Em relação ao jogo de Olhão, não posso ter a certeza do motivo exacto da opção, mas vejo com grande probabilidade que que tenha a ver com a especificidade do jogo aéreo. Isto é, o Domingos tinha um plano para o jogo em que assumia algum risco de estatura do meio campo para a frente, sendo previsível que iria utilizar o Schaars como referência para as primeiras bolas. Ficando o Schaars indisponível, ele tinha a hipótese de substituir outro jogador (Jeffren, por exemplo) e incluir uma referência para as primeiras bolas (Ribas ou Rubio), mas isso iria ser relativamente ingrato para o jogador que tivesse de sair. Ele optou pelo Renato Neto, que sem surpresa foi a referência para as primeiras bolas enquanto esteve em campo, e quando o substituiu (não me parece coincidência), colocou o Rubio em campo ao mesmo tempo, passando a ter outra referência para as primeiras bolas. Estas coisas raramente são abordadas pela critica, mas têm um peso relativamente grande no jogo e os treinadores têm muita atenção a elas...
Mais difícil de explicar, por exemplo, é o caso do André Santos, mas aí é como digo no texto, o que me parece mais provável é que eu não conheça os pormenores do problema...
Mike,
- Eu partilho da opinião de que o Capel rende mais à esquerda e o Carrillo à direita, mas ouço muitas vezes durante os jogos as pessoas defenderem o contrário, pelo que não me parece matéria assim tão consensual. Mas ele só utilizou o Capel estritamente à direita contra o Braga, em que teve de recorrer ao Insua como médio. Nos outros jogos, os extremos vão trocando ao longo dos jogos.

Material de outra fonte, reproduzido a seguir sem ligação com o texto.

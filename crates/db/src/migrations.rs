use sqlx::migrate::{MigrateError, Migrator};

use crate::DbPool;

pub static MIGRATOR: Migrator = sqlx::migrate!("../../migrations");

pub async fn run_pending(pool: &DbPool) -> Result<(), MigrateError> {
    MIGRATOR.run(pool).await
}
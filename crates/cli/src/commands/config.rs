use std::env;
use std::fs;
use std::path::{Path, PathBuf};

use platter_core::config::{resolve_config_path, AppConfig, LoadOptions, LogFormat};
use toml::Value;

struct Field {
    key_path: &'static str,
    env_keys: &'static [&'static str],
    value: String,
}

pub fn run() -> String {
    let config = match AppConfig::load(LoadOptions::default()) {
        Ok(config) => config,
        Err(error) => return format!("config validation failed: {error}"),
    };

    let config_file_path = resolve_config_path(None);
    let config_file_doc = load_config_file_doc(config_file_path.as_deref());

    let mut lines = vec!["effective config (source precedence: env > file > default):".to_string()];
    for field in fields(&config) {
        let source = field_source(
            field.key_path,
            field.env_keys,
            config_file_doc.as_ref(),
            config_file_path.as_deref(),
        );
        lines.push(render_line(field.key_path, &field.value, source));
    }

    lines.join("\n")
}

fn fields(config: &AppConfig) -> Vec<Field> {
    vec![
        Field {
            key_path: "storage.cache_dir",
            env_keys: &["PLATTER_STORAGE_CACHE_DIR"],
            value: config.storage.cache_dir.display().to_string(),
        },
        Field {
            key_path: "storage.ttl_secs",
            env_keys: &["PLATTER_STORAGE_TTL_SECS"],
            value: config.storage.ttl_secs.to_string(),
        },
        Field {
            key_path: "storage.schema_version",
            env_keys: &["PLATTER_STORAGE_SCHEMA_VERSION"],
            value: config.storage.schema_version.to_string(),
        },
        Field {
            key_path: "remote.enabled",
            env_keys: &["PLATTER_REMOTE_ENABLED"],
            value: config.remote.enabled.to_string(),
        },
        Field {
            key_path: "remote.database_url",
            env_keys: &["PLATTER_REMOTE_DATABASE_URL"],
            value: config.remote.database_url.clone(),
        },
        Field {
            key_path: "remote.max_connections",
            env_keys: &["PLATTER_REMOTE_MAX_CONNECTIONS"],
            value: config.remote.max_connections.to_string(),
        },
        Field {
            key_path: "remote.timeout_secs",
            env_keys: &["PLATTER_REMOTE_TIMEOUT_SECS"],
            value: config.remote.timeout_secs.to_string(),
        },
        Field {
            key_path: "remote.debounce_ms",
            env_keys: &["PLATTER_REMOTE_DEBOUNCE_MS"],
            value: config.remote.debounce_ms.to_string(),
        },
        Field {
            key_path: "pricing.catalog_markup",
            env_keys: &["PLATTER_PRICING_CATALOG_MARKUP"],
            value: config.pricing.catalog_markup.to_string(),
        },
        Field {
            key_path: "logging.level",
            env_keys: &["PLATTER_LOGGING_LEVEL", "PLATTER_LOG_LEVEL"],
            value: config.logging.level.clone(),
        },
        Field {
            key_path: "logging.format",
            env_keys: &["PLATTER_LOGGING_FORMAT", "PLATTER_LOG_FORMAT"],
            value: log_format_name(config.logging.format).to_string(),
        },
    ]
}

fn log_format_name(format: LogFormat) -> &'static str {
    match format {
        LogFormat::Compact => "compact",
        LogFormat::Pretty => "pretty",
        LogFormat::Json => "json",
    }
}

fn load_config_file_doc(path: Option<&Path>) -> Option<Value> {
    let path = path?;
    let raw = fs::read_to_string(path).ok()?;
    raw.parse::<Value>().ok()
}

fn field_source(
    key_path: &str,
    env_keys: &[&str],
    config_file_doc: Option<&Value>,
    config_file_path: Option<&Path>,
) -> String {
    if let Some(env_key) = env_keys.iter().find(|key| env::var_os(key).is_some()) {
        return format!("env ({env_key})");
    }

    if let Some(doc) = config_file_doc {
        if contains_path(doc, key_path) {
            let file_path = config_file_path
                .map(Path::to_path_buf)
                .unwrap_or_else(|| PathBuf::from("config file"));
            return format!("file ({})", file_path.display());
        }
    }

    "default".to_string()
}

fn contains_path(root: &Value, key_path: &str) -> bool {
    let mut current = root;
    for key in key_path.split('.') {
        let Some(next) = current.get(key) else {
            return false;
        };
        current = next;
    }
    true
}

fn render_line(key: &str, value: &str, source: String) -> String {
    format!("- {key} = {value} (source: {source})")
}
use std::collections::HashMap;
use std::sync::{Arc, Mutex, MutexGuard};
use std::time::Duration;

use tokio::task::JoinHandle;
use tracing::{debug, warn};

use platter_core::audit::{
    AuditCategory, AuditEvent, AuditOutcome, AuditSink, NoopAuditSink, REMOTE_WRITE_FAILED,
};
use platter_core::flows::FlowType;

use crate::repositories::{RemoteOrderRecord, RemoteOrderStore};

pub const DEFAULT_DEBOUNCE: Duration = Duration::from_millis(1000);

type WriteKey = (FlowType, String);

struct PendingWrite {
    generation: u64,
    record: RemoteOrderRecord,
    handle: JoinHandle<()>,
}

#[derive(Default)]
struct PendingWrites {
    next_generation: u64,
    by_key: HashMap<WriteKey, PendingWrite>,
}

/// Coalesces bursts of remote writes. Each (flow, identity) pair has at most one pending
/// write; scheduling again replaces it and restarts the quiescence window.
pub struct RemoteWriteDebouncer<R> {
    store: Arc<R>,
    audit: Arc<dyn AuditSink>,
    window: Duration,
    pending: Arc<Mutex<PendingWrites>>,
}

impl<R> RemoteWriteDebouncer<R>
where
    R: RemoteOrderStore + 'static,
{
    pub fn new(store: Arc<R>, window: Duration) -> Self {
        Self {
            store,
            audit: Arc::new(NoopAuditSink),
            window,
            pending: Arc::new(Mutex::new(PendingWrites::default())),
        }
    }

    /// Records failed remote writes on `audit`.
    pub fn with_audit(mut self, audit: Arc<dyn AuditSink>) -> Self {
        self.audit = audit;
        self
    }

    pub fn window(&self) -> Duration {
        self.window
    }

    pub fn pending_count(&self) -> usize {
        lock(&self.pending).by_key.len()
    }

    pub fn schedule(&self, record: RemoteOrderRecord) {
        let key = (record.flow_type, record.identity.clone());
        let mut pending = lock(&self.pending);
        pending.next_generation += 1;
        let generation = pending.next_generation;

        if let Some(superseded) = pending.by_key.remove(&key) {
            superseded.handle.abort();
            debug!(
                event_name = "sync.remote_write_superseded",
                flow_type = %key.0,
                "pending remote write replaced by newer state"
            );
        }

        let store = Arc::clone(&self.store);
        let audit = Arc::clone(&self.audit);
        let shared = Arc::clone(&self.pending);
        let window = self.window;
        let task_key = key.clone();
        let task_record = record.clone();
        let handle = tokio::spawn(async move {
            tokio::time::sleep(window).await;
            write_remote(store.as_ref(), audit.as_ref(), task_record).await;

            let mut pending = lock(&shared);
            if pending.by_key.get(&task_key).is_some_and(|entry| entry.generation == generation) {
                pending.by_key.remove(&task_key);
            }
        });

        pending.by_key.insert(key, PendingWrite { generation, record, handle });
    }

    /// Writes every pending record now instead of waiting out the window.
    pub async fn flush(&self) {
        let drained: Vec<RemoteOrderRecord> = {
            let mut pending = lock(&self.pending);
            pending
                .by_key
                .drain()
                .map(|(_, entry)| {
                    entry.handle.abort();
                    entry.record
                })
                .collect()
        };

        for record in drained {
            write_remote(self.store.as_ref(), self.audit.as_ref(), record).await;
        }
    }
}

impl<R> Drop for RemoteWriteDebouncer<R> {
    fn drop(&mut self) {
        let mut pending = lock(&self.pending);
        for (_, entry) in pending.by_key.drain() {
            entry.handle.abort();
        }
    }
}

async fn write_remote<R: RemoteOrderStore>(
    store: &R,
    audit: &dyn AuditSink,
    record: RemoteOrderRecord,
) {
    let flow_type = record.flow_type;
    let identity = record.identity.clone();
    match store.upsert(record).await {
        Ok(()) => {
            debug!(
                event_name = "sync.remote_write",
                flow_type = %flow_type,
                "remote order state written"
            );
        }
        Err(error) => {
            warn!(
                event_name = "sync.remote_write_failed",
                flow_type = %flow_type,
                error = %error,
                "remote write failed, local copy remains authoritative"
            );
            audit.emit(
                AuditEvent::new(
                    Some(flow_type),
                    Some(identity),
                    REMOTE_WRITE_FAILED,
                    AuditCategory::Persistence,
                    "remote-write-debouncer",
                    AuditOutcome::Failed,
                )
                .with_metadata("error", error.to_string()),
            );
        }
    }
}

fn lock(pending: &Mutex<PendingWrites>) -> MutexGuard<'_, PendingWrites> {
    match pending.lock() {
        Ok(guard) => guard,
        Err(poisoned) => poisoned.into_inner(),
    }
}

- Acho redutor, sinceramente, que a discussão seja colocada nessa forma. Cada jogador tem a sua especificidade, e no caso do Matias é mais difícil de controlar não se estiver forçosamente no meio, mas se tiver mobilidade para aparecer em várias zonas. Ele é muito forte nas dinâmicas sobre os corredores, também. Concordando que ele beneficia quando não fica limitado a partir de 1 lado, acho que se devem discutir dinâmicas e não posições. Por exemplo, em Espanha ele jogava a partir da ala.
- Um pouco como no ponto anterior, eu não acredito em leis para jogar ("tens de jogar assim, por aqui, ou por ali"). Não acredito, não por fé, mas porque vejo várias equipas e há infinitas maneiras de jogar bem e infinitas maneiras de jogar mal. Cada equipa tem a sua ideia e o importante é que o faça bem. O Domingos pensou numa equipa que potenciasse as dinâmicas pelas alas, e por isso, por exemplo, colocava os médios mais próximos do avançado. Se revires os jogos da melhor fase da equipa, vais ver que as equipas tinham muita dificuldade em contrariar algumas dinâmicas, porque a equipa conseguia mudar com alguma fluidez o flanco de jogo (creio que o jogo com o Gil Vicente foi o melhor a esse nível). Acho que a principal limitação da equipa está na característica dos jogadores da primeira fase de construção e isso acabou por ser exacerbado depois da lesão de Rinaudo e daí eu ser sobretudo critico em relação à forma como foi substituído.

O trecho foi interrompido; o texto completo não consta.